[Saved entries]

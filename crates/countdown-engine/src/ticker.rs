//! Live countdown state and the timer loop that refreshes it.
//!
//! A [`Countdown`] is a wall-clock state machine: the caller hands it the
//! current instant through [`Countdown::tick`] and gets back the frame to
//! display plus how long to wait before asking again. [`RefreshLoop`] drives
//! any number of countdowns from one [`Clock`]. Each refresh is a single-shot
//! task that is queued again only after its frame has been delivered, so two
//! refreshes of the same countdown never overlap.
//!
//! Down-counter lifecycle:
//!
//! ```text
//! Running ──(now >= effective end)──> Reached ──500ms──> Ended
//!    ^                                   │
//!    └──────────1000ms─── Rescheduled <──┘ (recurring)
//! ```

use std::cmp::Reverse;
use std::collections::BinaryHeap;
use std::sync::atomic::{AtomicBool, Ordering};
use std::sync::Arc;
use std::time::Duration;

use chrono::{DateTime, DurationRound, TimeDelta, Utc};
use serde::Serialize;

use crate::config::CountdownConfig;
use crate::decompose::{decompose_at, Decomposition, Direction};
use crate::format::format_zero;
use crate::progress::progress_at;
use crate::recurrence::next_occurrence_at;
use crate::units::{Unit, UnitSelection, MS_PER_SECOND};

/// Frame interval when milliseconds are on screen.
pub const FAST_FRAME_MS: i64 = 16;
/// Frame interval otherwise.
pub const FRAME_MS: i64 = 100;
/// How long the all-zero frame stays up before the end message or the next occurrence.
pub const REACHED_HOLD_MS: i64 = 500;
/// Delay before the first frame of a rescheduled occurrence.
pub const RESCHEDULE_DELAY_MS: i64 = 1_000;

// ── Cancellation ────────────────────────────────────────────────────────────

/// Shared stop flag for a countdown and every refresh scheduled for it.
#[derive(Debug, Clone, Default)]
pub struct CancellationToken(Arc<AtomicBool>);

impl CancellationToken {
    pub fn new() -> Self {
        Self::default()
    }

    pub fn cancel(&self) {
        self.0.store(true, Ordering::SeqCst);
    }

    pub fn is_cancelled(&self) -> bool {
        self.0.load(Ordering::SeqCst)
    }
}

// ── Clock ───────────────────────────────────────────────────────────────────

/// Source of "now" for the refresh loop.
pub trait Clock {
    fn now(&self) -> DateTime<Utc>;
}

/// The system wall clock.
#[derive(Debug, Clone, Copy, Default)]
pub struct SystemClock;

impl Clock for SystemClock {
    fn now(&self) -> DateTime<Utc> {
        Utc::now()
    }
}

// ── Countdown ───────────────────────────────────────────────────────────────

/// One frame produced by [`Countdown::tick`].
#[derive(Debug, Clone, PartialEq, Serialize)]
#[serde(tag = "phase", rename_all = "lowercase")]
pub enum Tick {
    /// Counting. `progress` is set when a progress window is configured.
    Running {
        values: Decomposition,
        progress: Option<f64>,
    },
    /// The effective end was crossed: every unit reads zero.
    Reached {
        values: Decomposition,
        caption: String,
    },
    /// A recurring countdown moved on to its next occurrence.
    Rescheduled { next: DateTime<Utc> },
    /// The countdown is over and nothing further is scheduled.
    Ended {
        message: String,
        progress: Option<f64>,
    },
}

#[derive(Debug, Clone, Copy, PartialEq, Eq)]
enum Phase {
    Counting,
    ShowingZero,
    Finished,
}

/// A single live countdown (or count-up).
#[derive(Debug, Clone)]
pub struct Countdown {
    config: CountdownConfig,
    target: DateTime<Utc>,
    effective_end: DateTime<Utc>,
    phase: Phase,
    token: CancellationToken,
}

impl Countdown {
    pub fn new(config: CountdownConfig) -> Self {
        Self::with_token(config, CancellationToken::new())
    }

    pub fn with_token(config: CountdownConfig, token: CancellationToken) -> Self {
        let target = config.target;
        Self {
            effective_end: effective_end(target, &config.units),
            target,
            config,
            phase: Phase::Counting,
            token,
        }
    }

    pub fn config(&self) -> &CountdownConfig {
        &self.config
    }

    /// The occurrence currently being counted toward.
    pub fn target(&self) -> DateTime<Utc> {
        self.target
    }

    /// The instant at which a down-counter first shows all zeros.
    pub fn effective_end(&self) -> DateTime<Utc> {
        self.effective_end
    }

    pub fn token(&self) -> &CancellationToken {
        &self.token
    }

    pub fn is_finished(&self) -> bool {
        self.phase == Phase::Finished
    }

    /// Advance the state machine to `now` and return the frame to show.
    pub fn tick(&mut self, now: DateTime<Utc>) -> Tick {
        let units = &self.config.units;
        if self.config.direction == Direction::Up {
            return Tick::Running {
                values: decompose_at(now, self.target, units, Direction::Up),
                progress: None,
            };
        }

        match self.phase {
            Phase::Counting if now >= self.effective_end => {
                self.phase = Phase::ShowingZero;
                tracing::info!(target_at = %self.target, "countdown reached");
                Tick::Reached {
                    values: Decomposition::zeroed(units),
                    caption: format_zero(units),
                }
            }
            Phase::Counting => Tick::Running {
                values: decompose_at(now, self.target, units, Direction::Down),
                progress: self.progress(now),
            },
            Phase::ShowingZero if self.config.recurrence.is_recurring() => {
                // Strictly after the occurrence just shown, even when the zero
                // frame started before a fractional-second target.
                let next =
                    next_occurrence_at(now.max(self.target), self.target, self.config.recurrence);
                tracing::info!(
                    previous = %self.target,
                    %next,
                    recurrence = self.config.recurrence.name(),
                    "countdown rescheduled"
                );
                self.target = next;
                self.effective_end = effective_end(next, units);
                self.phase = Phase::Counting;
                Tick::Rescheduled { next }
            }
            Phase::ShowingZero | Phase::Finished => {
                if self.phase == Phase::ShowingZero {
                    tracing::info!(target_at = %self.target, "countdown ended");
                }
                self.phase = Phase::Finished;
                Tick::Ended {
                    message: self.config.end_message.clone(),
                    progress: self.config.progress_window().map(|_| 100.0),
                }
            }
        }
    }

    /// How long to wait after `tick` before refreshing again; `None` once ended.
    pub fn delay_after(&self, tick: &Tick) -> Option<TimeDelta> {
        let ms = match tick {
            Tick::Running { .. } if self.config.units.contains(Unit::Milliseconds) => {
                FAST_FRAME_MS
            }
            Tick::Running { .. } => FRAME_MS,
            Tick::Reached { .. } => REACHED_HOLD_MS,
            Tick::Rescheduled { .. } => RESCHEDULE_DELAY_MS,
            Tick::Ended { .. } => return None,
        };
        Some(TimeDelta::milliseconds(ms))
    }

    fn progress(&self, now: DateTime<Utc>) -> Option<f64> {
        self.config
            .progress_window()
            .map(|(start, _)| progress_at(now, start, self.target))
    }
}

/// `target` truncated to the finest selected fixed unit, at most one second.
///
/// Selections without any fixed unit truncate to the second.
pub fn effective_end(target: DateTime<Utc>, units: &UnitSelection) -> DateTime<Utc> {
    let granularity = units
        .iter()
        .filter_map(Unit::fixed_ms)
        .last()
        .map_or(MS_PER_SECOND, |ms| ms.min(MS_PER_SECOND));
    target
        .duration_trunc(TimeDelta::milliseconds(granularity))
        .unwrap_or(target)
}

// ── Refresh loop ────────────────────────────────────────────────────────────

/// Identifier of a countdown registered with a [`RefreshLoop`].
pub type CountdownId = usize;

/// Single-shot timer queue driving registered countdowns.
///
/// Countdowns stay registered after they end or are cancelled so their final
/// state can be read back; [`RefreshLoop::remove`] releases one.
pub struct RefreshLoop<C: Clock> {
    clock: C,
    // Indexed by id; `None` once removed.
    countdowns: Vec<Option<Countdown>>,
    // (due, sequence, id); the sequence keeps equal due times FIFO.
    queue: BinaryHeap<Reverse<(DateTime<Utc>, u64, CountdownId)>>,
    sequence: u64,
}

impl<C: Clock> RefreshLoop<C> {
    pub fn new(clock: C) -> Self {
        Self {
            clock,
            countdowns: Vec::new(),
            queue: BinaryHeap::new(),
            sequence: 0,
        }
    }

    /// Register a countdown and schedule its first refresh immediately.
    pub fn spawn(&mut self, countdown: Countdown) -> CountdownId {
        let id = self.countdowns.len();
        let now = self.clock.now();
        tracing::debug!(
            id,
            target_at = %countdown.target(),
            units = %countdown.config().units,
            "countdown spawned"
        );
        self.countdowns.push(Some(countdown));
        self.schedule(now, id);
        id
    }

    pub fn countdown(&self, id: CountdownId) -> Option<&Countdown> {
        self.countdowns.get(id).and_then(Option::as_ref)
    }

    /// Unregister a countdown. Refreshes still queued for it are discarded
    /// when they come due; the id is never reused.
    pub fn remove(&mut self, id: CountdownId) -> Option<Countdown> {
        let removed = self.countdowns.get_mut(id).and_then(Option::take);
        if removed.is_some() {
            tracing::debug!(id, "countdown removed");
        }
        removed
    }

    pub fn clock(&self) -> &C {
        &self.clock
    }

    /// Whether no refresh is pending.
    pub fn is_idle(&self) -> bool {
        self.queue.is_empty()
    }

    /// Run refreshes until the queue drains.
    ///
    /// `sink` receives every frame. `sleep` is called with the wait until
    /// the next refresh falls due and must let the clock advance.
    pub fn run<S, W>(&mut self, mut sink: S, mut sleep: W)
    where
        S: FnMut(CountdownId, &Tick),
        W: FnMut(Duration),
    {
        while let Some(&Reverse((due, _, id))) = self.queue.peek() {
            let now = self.clock.now();
            if due > now {
                sleep((due - now).to_std().unwrap_or_default());
                continue;
            }
            self.queue.pop();
            self.refresh(id, now, &mut sink);
        }
        tracing::debug!("refresh loop idle");
    }

    fn refresh<S>(&mut self, id: CountdownId, now: DateTime<Utc>, sink: &mut S)
    where
        S: FnMut(CountdownId, &Tick),
    {
        let Some(countdown) = self.countdowns.get_mut(id).and_then(Option::as_mut) else {
            return;
        };
        if countdown.token().is_cancelled() {
            tracing::debug!(id, "dropping refresh for cancelled countdown");
            return;
        }

        let tick = countdown.tick(now);
        tracing::trace!(id, ?tick, "tick");
        sink(id, &tick);

        if let Some(delay) = countdown.delay_after(&tick) {
            let due = now.checked_add_signed(delay).unwrap_or(DateTime::<Utc>::MAX_UTC);
            self.schedule(due, id);
        }
    }

    fn schedule(&mut self, due: DateTime<Utc>, id: CountdownId) {
        self.sequence += 1;
        self.queue.push(Reverse((due, self.sequence, id)));
    }
}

Problem.
One stretch of the lines above is wanted, from the line that contains "pub fn cancel(&self)" through the line that contains "pub trait Clock". Output it exactly.

Written solution.
    pub fn cancel(&self) {
        self.0.store(true, Ordering::SeqCst);
    }

    pub fn is_cancelled(&self) -> bool {
        self.0.load(Ordering::SeqCst)
    }
}

// ── Clock ───────────────────────────────────────────────────────────────────

/// Source of "now" for the refresh loop.
pub trait Clock {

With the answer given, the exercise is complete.